I was at Andrew Molera State Park and Pfeiffer Beach in Big Sur the last couple of days. I put together some videos that I shot there this time plus some Big Sur video from two years ago to make an eight minute You Tube video,“What is Gnarl?” Windows Moviemaker is actually a pretty nice tool. I’d like to clean up the soundtrack, but, hey, it’s gnarly as is.

By way of footnote, the bit in “What is Gnarl?” about the seagulls shaking their tailfeathers relates both to Donald Duck in White Light, and to a detail of a drawing that Georgia Rucker did for the Swarthmore College freshman face book, the Cygnet, 1994.

I wrote an essay, “Our Synthetic Futures,” for Newsweek International and it’s online. It describes some possible (fun) outcomes of genomics and synthetic biology. Close students of my work will note that some of these ideas are prefigured in my futurological novel, Saucer Wisdom.

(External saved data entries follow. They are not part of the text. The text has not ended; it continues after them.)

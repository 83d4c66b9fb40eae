use serde::{Deserialize, Serialize};
use std::collections::HashSet;
use tracing::info;

use crate::model::{Metric, RawReading};

/// Plausible-value bounds and the dewatering threshold.
#[derive(Debug, Clone, PartialEq, Serialize, Deserialize)]
#[serde(default)]
pub struct QcConfig {
    pub depth_m: (f64, f64),
    pub do_mg_l: (f64, f64),
    pub do_sat_pct: (f64, f64),
    pub temp_c: (f64, f64),
    pub chloride_mg_l: (f64, f64),
    pub spcond_us_cm: (f64, f64),
    /// Readings shallower than this are from a probe out of the water.
    pub min_depth_m: Option<f64>,
}

impl Default for QcConfig {
    fn default() -> Self {
        QcConfig {
            depth_m: (0.0, 10.0),
            do_mg_l: (0.0, 20.0),
            do_sat_pct: (0.0, 250.0),
            temp_c: (-1.0, 40.0),
            chloride_mg_l: (0.0, 20_000.0),
            spcond_us_cm: (0.0, 60_000.0),
            min_depth_m: Some(0.05),
        }
    }
}

impl QcConfig {
    pub fn bounds(&self, metric: Metric) -> (f64, f64) {
        match metric {
            Metric::Depth => self.depth_m,
            Metric::DissolvedOxygen => self.do_mg_l,
            Metric::Saturation => self.do_sat_pct,
            Metric::Temperature => self.temp_c,
            Metric::Chloride => self.chloride_mg_l,
            Metric::Conductance => self.spcond_us_cm,
        }
    }
}

#[derive(Debug, Clone, Default, PartialEq, Serialize)]
pub struct QcReport {
    pub out_of_range: usize,
    pub dewatered_readings: usize,
    pub duplicates_removed: usize,
}

/// Blanks out-of-range values, then blanks the water-column metrics of
/// dewatered readings.
pub fn apply_qc(readings: &mut [RawReading], qc: &QcConfig, report: &mut QcReport) {
    for r in readings.iter_mut() {
        for metric in Metric::ALL {
            let (lo, hi) = qc.bounds(metric);
            if let Some(v) = r.metric(metric) {
                if v < lo || v > hi {
                    r.set_metric(metric, None);
                    report.out_of_range += 1;
                }
            }
        }

        let Some(min_depth) = qc.min_depth_m else {
            continue;
        };
        if r.depth_m.is_some_and(|d| d < min_depth) {
            for metric in Metric::ALL.into_iter().filter(|m| *m != Metric::Depth) {
                r.set_metric(metric, None);
            }
            report.dewatered_readings += 1;
        }
    }

    info!(
        out_of_range = report.out_of_range,
        dewatered = report.dewatered_readings,
        "QC complete"
    );
}

/// Keeps the first reading for each (site, datetime).
pub fn dedupe(readings: &mut Vec<RawReading>, report: &mut QcReport) {
    let mut seen = HashSet::new();
    let before = readings.len();
    readings.retain(|r| seen.insert((r.site.clone(), r.datetime)));
    report.duplicates_removed += before - readings.len();
}
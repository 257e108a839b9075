//! Identity service boundary.
//!
//! SYSTEM CONTEXT
//! ==============
//! The hosted identity service checks credentials and owns access tokens.
//! `SessionStore` reaches it only through [`IdentityService`], so tests can
//! swap in an in-memory double. Each implementation publishes auth state
//! changes on a broadcast channel for the lifetime of the session.

pub mod gotrue;

use tokio::sync::broadcast;
use uuid::Uuid;

/// Authenticated principal as reported by the identity service.
#[derive(Debug, Clone, PartialEq, Eq)]
pub struct Identity {
    pub id: Uuid,
    pub email: Option<String>,
}

/// Auth state notifications pushed by the identity service.
#[derive(Debug, Clone, Copy, PartialEq, Eq)]
pub enum AuthEvent {
    SignedIn,
    TokenRefreshed,
    SignedOut,
}

/// Any rejection or failure from the identity service.
#[derive(Debug, Clone, thiserror::Error, PartialEq, Eq)]
pub enum AuthenticationError {
    #[error("email and password are required")]
    MissingCredentials,
    #[error("invalid login credentials")]
    InvalidCredentials,
    #[error("identity service rejected request ({status}): {message}")]
    Rejected { status: u16, message: String },
    #[error("identity service unreachable: {0}")]
    Transport(String),
    #[error("unexpected identity service response: {0}")]
    Malformed(String),
}

#[async_trait::async_trait]
pub trait IdentityService: Send + Sync {
    /// The identity behind the currently held session, or `None` when signed out.
    async fn current_identity(&self) -> Result<Option<Identity>, AuthenticationError>;

    async fn sign_in_with_password(&self, email: &str, password: &str) -> Result<(), AuthenticationError>;

    async fn sign_up(&self, email: &str, password: &str) -> Result<(), AuthenticationError>;

    /// Terminate the session remotely. Local tokens are dropped even on error.
    async fn sign_out(&self) -> Result<(), AuthenticationError>;

    fn subscribe(&self) -> broadcast::Receiver<AuthEvent>;
}
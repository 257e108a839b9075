use super::*;
use crate::services::profile::Role;
use uuid::Uuid;

fn profile(role: Role) -> Profile {
    Profile { id: Uuid::from_u128(7), email: "grace@example.com".into(), role }
}

fn settled(user: Option<Profile>) -> SessionState {
    SessionState { user, loading: false }
}

// =============================================================================
// decide
// =============================================================================

#[test]
fn pending_while_loading_regardless_of_user() {
    for user in [None, Some(profile(Role::User)), Some(profile(Role::Admin))] {
        let state = SessionState { user, loading: true };
        assert_eq!(decide(&state, Access::SignedIn, "/quizzes"), GuardDecision::Pending);
        assert_eq!(decide(&state, Access::Admin, "/admin"), GuardDecision::Pending);
    }
}

#[test]
fn signed_out_redirects_to_login_with_location() {
    let decision = decide(&settled(None), Access::SignedIn, "/quizzes?section=3");
    assert_eq!(decision, GuardDecision::RedirectToLogin { from: "/quizzes?section=3".into() });
}

#[test]
fn signed_out_admin_route_goes_to_login_not_home() {
    let decision = decide(&settled(None), Access::Admin, "/admin");
    assert_eq!(decision, GuardDecision::RedirectToLogin { from: "/admin".into() });
}

#[test]
fn regular_user_on_admin_route_redirects_home() {
    let decision = decide(&settled(Some(profile(Role::User))), Access::Admin, "/admin");
    assert_eq!(decision, GuardDecision::RedirectHome);
}

#[test]
fn regular_user_allowed_on_signed_in_route() {
    let decision = decide(&settled(Some(profile(Role::User))), Access::SignedIn, "/quizzes");
    assert_eq!(decision, GuardDecision::Allow(profile(Role::User)));
}

#[test]
fn admin_allowed_everywhere() {
    let state = settled(Some(profile(Role::Admin)));
    assert_eq!(decide(&state, Access::Admin, "/admin"), GuardDecision::Allow(profile(Role::Admin)));
    assert_eq!(decide(&state, Access::SignedIn, "/quizzes"), GuardDecision::Allow(profile(Role::Admin)));
}

// =============================================================================
// login_location
// =============================================================================

#[test]
fn login_location_encodes_path_and_query() {
    assert_eq!(login_location("/admin?tab=quiz"), "/login?from=%2Fadmin%3Ftab%3Dquiz");
}

#[test]
fn login_location_root() {
    assert_eq!(login_location("/"), "/login?from=%2F");
}

#[test]
fn login_location_encodes_spaces_and_ampersands() {
    assert_eq!(login_location("/a b&c"), "/login?from=%2Fa+b%26c");
}
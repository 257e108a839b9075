//! Auth routes: sign-in/up/out, session snapshot, and route guard extractors.
//!
//! SYSTEM CONTEXT
//! ==============
//! Each browser carries an opaque `session_id` cookie naming its
//! `SessionStore` in the registry. Identity tokens never leave the server;
//! the browser only ever sees the session snapshot.

use std::sync::Arc;

use axum::extract::{FromRef, FromRequestParts, State};
use axum::http::request::Parts;
use axum::http::{StatusCode, Uri, header};
use axum::response::{IntoResponse, Json, Redirect, Response};
use axum_extra::extract::cookie::{Cookie, CookieJar, SameSite};
use serde::{Deserialize, Serialize};
use time::Duration;

use crate::identity::AuthenticationError;
use crate::services::guard::{Access, GuardDecision, HOME_PATH, decide, login_location};
use crate::services::profile::Profile;
use crate::services::session::{SessionState, SessionStore};
use crate::state::{AppState, generate_session_id};

pub(crate) const COOKIE_NAME: &str = "session_id";

#[derive(Deserialize)]
pub struct CredentialsBody {
    #[serde(default)]
    pub email: String,
    #[serde(default)]
    pub password: String,
}

/// Session snapshot as the browser sees it.
#[derive(Debug, Serialize, PartialEq, Eq)]
pub struct SessionView {
    pub user: Option<Profile>,
    pub loading: bool,
    pub is_admin: bool,
}

impl From<&SessionState> for SessionView {
    fn from(state: &SessionState) -> Self {
        Self { user: state.user.clone(), loading: state.loading, is_admin: state.is_admin() }
    }
}

fn session_cookie(id: String, secure: bool) -> Cookie<'static> {
    Cookie::build((COOKIE_NAME, id))
        .path("/")
        .http_only(true)
        .same_site(SameSite::Lax)
        .secure(secure)
        .build()
}

fn expired_session_cookie(secure: bool) -> Cookie<'static> {
    Cookie::build((COOKIE_NAME, ""))
        .path("/")
        .http_only(true)
        .same_site(SameSite::Lax)
        .secure(secure)
        .max_age(Duration::ZERO)
        .build()
}

/// The registered store named by the request's session cookie, if any.
pub(crate) async fn store_for(state: &AppState, jar: &CookieJar) -> Option<(String, Arc<SessionStore>)> {
    let id = jar.get(COOKIE_NAME).map(Cookie::value).filter(|v| !v.is_empty())?;
    let store = state.sessions.get(id).await?;
    Some((id.to_owned(), store))
}

pub(crate) fn auth_error_to_status(err: &AuthenticationError) -> StatusCode {
    match err {
        AuthenticationError::MissingCredentials => StatusCode::BAD_REQUEST,
        AuthenticationError::Transport(_) => StatusCode::BAD_GATEWAY,
        AuthenticationError::InvalidCredentials
        | AuthenticationError::Rejected { .. }
        | AuthenticationError::Malformed(_) => StatusCode::UNAUTHORIZED,
    }
}

fn auth_error_response(err: &AuthenticationError) -> Response {
    let status = auth_error_to_status(err);
    let message = match status {
        StatusCode::UNAUTHORIZED => "authentication failed".to_owned(),
        _ => err.to_string(),
    };
    (status, Json(serde_json::json!({ "error": message }))).into_response()
}

// =============================================================================
// GUARD EXTRACTORS
// =============================================================================

/// Profile of a signed-in user. Rejects with the rendered guard decision.
pub struct RequireSignedIn(pub Profile);

/// Profile of a signed-in admin. Rejects with the rendered guard decision.
pub struct RequireAdmin(pub Profile);

impl<S> FromRequestParts<S> for RequireSignedIn
where
    AppState: FromRef<S>,
    S: Send + Sync,
{
    type Rejection = Response;

    async fn from_request_parts(parts: &mut Parts, state: &S) -> Result<Self, Self::Rejection> {
        guard(parts, &AppState::from_ref(state), Access::SignedIn).await.map(Self)
    }
}

impl<S> FromRequestParts<S> for RequireAdmin
where
    AppState: FromRef<S>,
    S: Send + Sync,
{
    type Rejection = Response;

    async fn from_request_parts(parts: &mut Parts, state: &S) -> Result<Self, Self::Rejection> {
        guard(parts, &AppState::from_ref(state), Access::Admin).await.map(Self)
    }
}

pub(crate) async fn guard(parts: &Parts, state: &AppState, access: Access) -> Result<Profile, Response> {
    let jar = CookieJar::from_headers(&parts.headers);
    let snapshot = match store_for(state, &jar).await {
        Some((_, store)) => store.state(),
        None => SessionState::signed_out(),
    };
    match decide(&snapshot, access, &request_location(&parts.uri)) {
        GuardDecision::Allow(profile) => Ok(profile),
        decision => {
            tracing::debug!(?access, ?decision, "route guard rejected request");
            Err(render_decision(decision))
        }
    }
}

/// Original path and query, used as the post-login return location.
pub(crate) fn request_location(uri: &Uri) -> String {
    uri.path_and_query()
        .map_or_else(|| uri.path().to_owned(), |pq| pq.as_str().to_owned())
}

pub(crate) fn render_decision(decision: GuardDecision) -> Response {
    match decision {
        GuardDecision::Pending => (
            StatusCode::SERVICE_UNAVAILABLE,
            [(header::RETRY_AFTER, "1")],
            Json(serde_json::json!({ "status": "pending" })),
        )
            .into_response(),
        GuardDecision::RedirectToLogin { from } => Redirect::to(&login_location(&from)).into_response(),
        GuardDecision::RedirectHome => Redirect::to(HOME_PATH).into_response(),
        GuardDecision::Allow(profile) => Json(profile).into_response(),
    }
}

// =============================================================================
// HANDLERS
// =============================================================================

/// `POST /api/auth/signin`: authenticate, register the store, set cookie.
pub async fn signin(State(state): State<AppState>, jar: CookieJar, Json(body): Json<CredentialsBody>) -> Response {
    let (id, store) = match store_for(&state, &jar).await {
        Some(existing) => existing,
        None => (generate_session_id(), state.new_session_store()),
    };

    if let Err(e) = store.sign_in(&body.email, &body.password).await {
        return auth_error_response(&e);
    }

    let view = SessionView::from(&store.state());
    state.sessions.insert(id.clone(), store).await;
    let jar = jar.add(session_cookie(id, state.cookie_secure));
    (jar, Json(view)).into_response()
}

/// `POST /api/auth/signup`: create an account. Does not sign the browser in.
pub async fn signup(State(state): State<AppState>, jar: CookieJar, Json(body): Json<CredentialsBody>) -> Response {
    let store = match store_for(&state, &jar).await {
        Some((_, store)) => store,
        None => state.new_session_store(),
    };

    match store.sign_up(&body.email, &body.password).await {
        Ok(()) => (StatusCode::CREATED, Json(serde_json::json!({ "ok": true }))).into_response(),
        Err(e) => auth_error_response(&e),
    }
}

/// `POST /api/auth/signout`: end the session, drop the store, clear cookie.
pub async fn signout(State(state): State<AppState>, jar: CookieJar) -> Response {
    let remote = match store_for(&state, &jar).await {
        Some((id, store)) => {
            let result = store.sign_out().await;
            state.sessions.remove(&id).await;
            result
        }
        None => Ok(()),
    };

    let jar = jar.add(expired_session_cookie(state.cookie_secure));
    match remote {
        Ok(()) => (jar, StatusCode::NO_CONTENT).into_response(),
        Err(e) => (StatusCode::BAD_GATEWAY, jar, Json(serde_json::json!({ "error": e.to_string() }))).into_response(),
    }
}

/// `GET /api/auth/session`: current snapshot; signed out when no store.
pub async fn session(State(state): State<AppState>, jar: CookieJar) -> Json<SessionView> {
    let snapshot = match store_for(&state, &jar).await {
        Some((_, store)) => store.state(),
        None => SessionState::signed_out(),
    };
    Json(SessionView::from(&snapshot))
}

/// `POST /api/auth/refresh`: re-resolve identity and profile.
pub async fn refresh(State(state): State<AppState>, jar: CookieJar) -> Json<SessionView> {
    let snapshot = match store_for(&state, &jar).await {
        Some((_, store)) => {
            store.load().await;
            store.state()
        }
        None => SessionState::signed_out(),
    };
    Json(SessionView::from(&snapshot))
}

/// `GET /api/me`: profile of the signed-in user.
pub async fn me(RequireSignedIn(profile): RequireSignedIn) -> Json<Profile> {
    Json(profile)
}

#[cfg(test)]
#[path = "auth_test.rs"]
mod tests;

So, like I say, I was in Big Sur the last couple of days. Sitting on a hillock looking at the sea, I had a nice feeling of not thinking. Like what was going on outside didn’t need embellishment. It was exactly what I like. Usually I’m adding ideas, like the little robots watching the bad movies in Mystery Science Theater 3000, or the original Beavis and Butthead commenting on cheesy videos while they play. That’s consciousness, isn’t it, the little comment-bot. But the narrator takes a break when the show is fabulous.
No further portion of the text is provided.